- _Study material_
»»
//! API request handlers.
//!
//! All handlers return `Result<_, TrailError>` so that errors are converted
//! to HTTP responses by the `IntoResponse` implementation on `TrailError`.

use axum::{
    extract::{Path, Query, State},
    http::{header, HeaderMap, HeaderValue, StatusCode},
    response::{IntoResponse, Response},
    Json,
};
use serde::{Deserialize, Serialize};

use super::{ApiResponse, AppState};
use crate::cache::TimelineKey;
use crate::error::{Result, TrailError};
use crate::service::PipelineOutcome;
use crate::timeline::CursorView;

/// Default activity window, in days.
pub const DEFAULT_ACTIVITY_DAYS: u32 = 7;

// ═══════════════════════════════════════════════════════════════════════════════
// Health & Metrics
// ═══════════════════════════════════════════════════════════════════════════════

pub async fn health_check(State(state): State<AppState>) -> impl IntoResponse {
    let (status, database) = match &state.db {
        None => (StatusCode::OK, "disabled"),
        Some(db) => match db.health_check().await {
            Ok(()) => (StatusCode::OK, "connected"),
            Err(_) => (StatusCode::SERVICE_UNAVAILABLE, "unavailable"),
        },
    };

    let cache = state.service.cache_stats();
    (
        status,
        Json(serde_json::json!({
            "status": if status.is_success() { "healthy" } else { "degraded" },
            "version": env!("CARGO_PKG_VERSION"),
            "database": database,
            "cached_timelines": cache.entries,
            "timestamp": chrono::Utc::now().to_rfc3339()
        })),
    )
}

pub async fn prometheus_metrics() -> impl IntoResponse {
    let body = crate::telemetry::MetricsRegistry::global().render();
    (
        [(header::CONTENT_TYPE, "text/plain; version=0.0.4; charset=utf-8")],
        body,
    )
}

// ═══════════════════════════════════════════════════════════════════════════════
// Timelines
// ═══════════════════════════════════════════════════════════════════════════════

#[derive(Debug, Deserialize)]
pub struct TimelinePath {
    pub student: String,
    pub assignment: String,
    pub exercise: String,
}

impl TimelinePath {
    fn key(&self, state: &AppState) -> Result<TimelineKey> {
        state.service.key(&self.student, &self.assignment, &self.exercise)
    }
}

fn etag(fingerprint: &str) -> Option<HeaderValue> {
    HeaderValue::from_str(&format!("\"{}\"", fingerprint)).ok()
}

/// Render a pipeline outcome. A superseded run answers 204 with no body.
fn outcome_response(outcome: PipelineOutcome, headers: Option<&HeaderMap>) -> Response {
    let report = match outcome {
        PipelineOutcome::Fresh(report) => report,
        PipelineOutcome::Superseded { .. } => return StatusCode::NO_CONTENT.into_response(),
    };

    let tag = etag(&report.fingerprint);
    let not_modified = match (headers.and_then(|h| h.get(header::IF_NONE_MATCH)), &tag) {
        (Some(seen), Some(tag)) => seen == tag,
        _ => false,
    };

    let mut response = if not_modified {
        StatusCode::NOT_MODIFIED.into_response()
    } else {
        Json(ApiResponse::success(&*report)).into_response()
    };
    if let Some(tag) = tag {
        response.headers_mut().insert(header::ETAG, tag);
    }
    response
}

pub async fn get_timeline(
    State(state): State<AppState>,
    Path(path): Path<TimelinePath>,
    headers: HeaderMap,
) -> Result<Response> {
    let key = path.key(&state)?;
    let outcome = state.service.get_timeline(&key).await?;
    Ok(outcome_response(outcome, Some(&headers)))
}

pub async fn refresh_timeline(
    State(state): State<AppState>,
    Path(path): Path<TimelinePath>,
) -> Result<Response> {
    let key = path.key(&state)?;
    let outcome = state.service.refresh(&key).await?;
    Ok(outcome_response(outcome, None))
}

// ═══════════════════════════════════════════════════════════════════════════════
// Playback Cursor
// ═══════════════════════════════════════════════════════════════════════════════

#[derive(Debug, Serialize, Deserialize)]
pub struct SeekRequest {
    pub position: usize,
}

fn cursor_response(key: &TimelineKey, view: Option<CursorView>) -> Result<Json<ApiResponse<CursorView>>> {
    view.map(|view| Json(ApiResponse::success(view)))
        .ok_or_else(|| TrailError::not_found("Timeline", key.to_string()))
}

pub async fn get_cursor(
    State(state): State<AppState>,
    Path(path): Path<TimelinePath>,
) -> Result<Json<ApiResponse<CursorView>>> {
    let key = path.key(&state)?;
    cursor_response(&key, state.service.cursor(&key))
}

pub async fn seek_cursor(
    State(state): State<AppState>,
    Path(path): Path<TimelinePath>,
    Json(req): Json<SeekRequest>,
) -> Result<Json<ApiResponse<CursorView>>> {
    let key = path.key(&state)?;
    cursor_response(&key, state.service.seek(&key, req.position))
}

pub async fn next_cursor(
    State(state): State<AppState>,
    Path(path): Path<TimelinePath>,
) -> Result<Json<ApiResponse<CursorView>>> {
    let key = path.key(&state)?;
    cursor_response(&key, state.service.next(&key))
}

pub async fn previous_cursor(
    State(state): State<AppState>,
    Path(path): Path<TimelinePath>,
) -> Result<Json<ApiResponse<CursorView>>> {
    let key = path.key(&state)?;
    cursor_response(&key, state.service.previous(&key))
}

// ═══════════════════════════════════════════════════════════════════════════════
// Activity
// ═══════════════════════════════════════════════════════════════════════════════

#[derive(Debug, Default, Serialize, Deserialize)]
pub struct ActivityQuery {
    /// Window in days; `0` means all recorded activity.
    pub days: Option<u32>,
}

pub async fn get_activity(
    State(state): State<AppState>,
    Path(path): Path<TimelinePath>,
    Query(query): Query<ActivityQuery>,
) -> Result<Response> {
    let key = path.key(&state)?;
    let days = query.days.unwrap_or(DEFAULT_ACTIVITY_DAYS);
    match state.service.activity(&key, Some(days)).await? {
        Some(buckets) => Ok(Json(ApiResponse::success(buckets)).into_response()),
        None => Ok(StatusCode::NO_CONTENT.into_response()),
    }
}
««
- _Task requirements_
Once the line containing "use crate::timeline::CursorView;" has been set down, nothing more is wanted; set down each line of the listing above up to it exactly, starting with the first.

- _Answer box_
//! API request handlers.
//!
//! All handlers return `Result<_, TrailError>` so that errors are converted
//! to HTTP responses by the `IntoResponse` implementation on `TrailError`.

use axum::{
    extract::{Path, Query, State},
    http::{header, HeaderMap, HeaderValue, StatusCode},
    response::{IntoResponse, Response},
    Json,
};
use serde::{Deserialize, Serialize};

use super::{ApiResponse, AppState};
use crate::cache::TimelineKey;
use crate::error::{Result, TrailError};
use crate::service::PipelineOutcome;
use crate::timeline::CursorView;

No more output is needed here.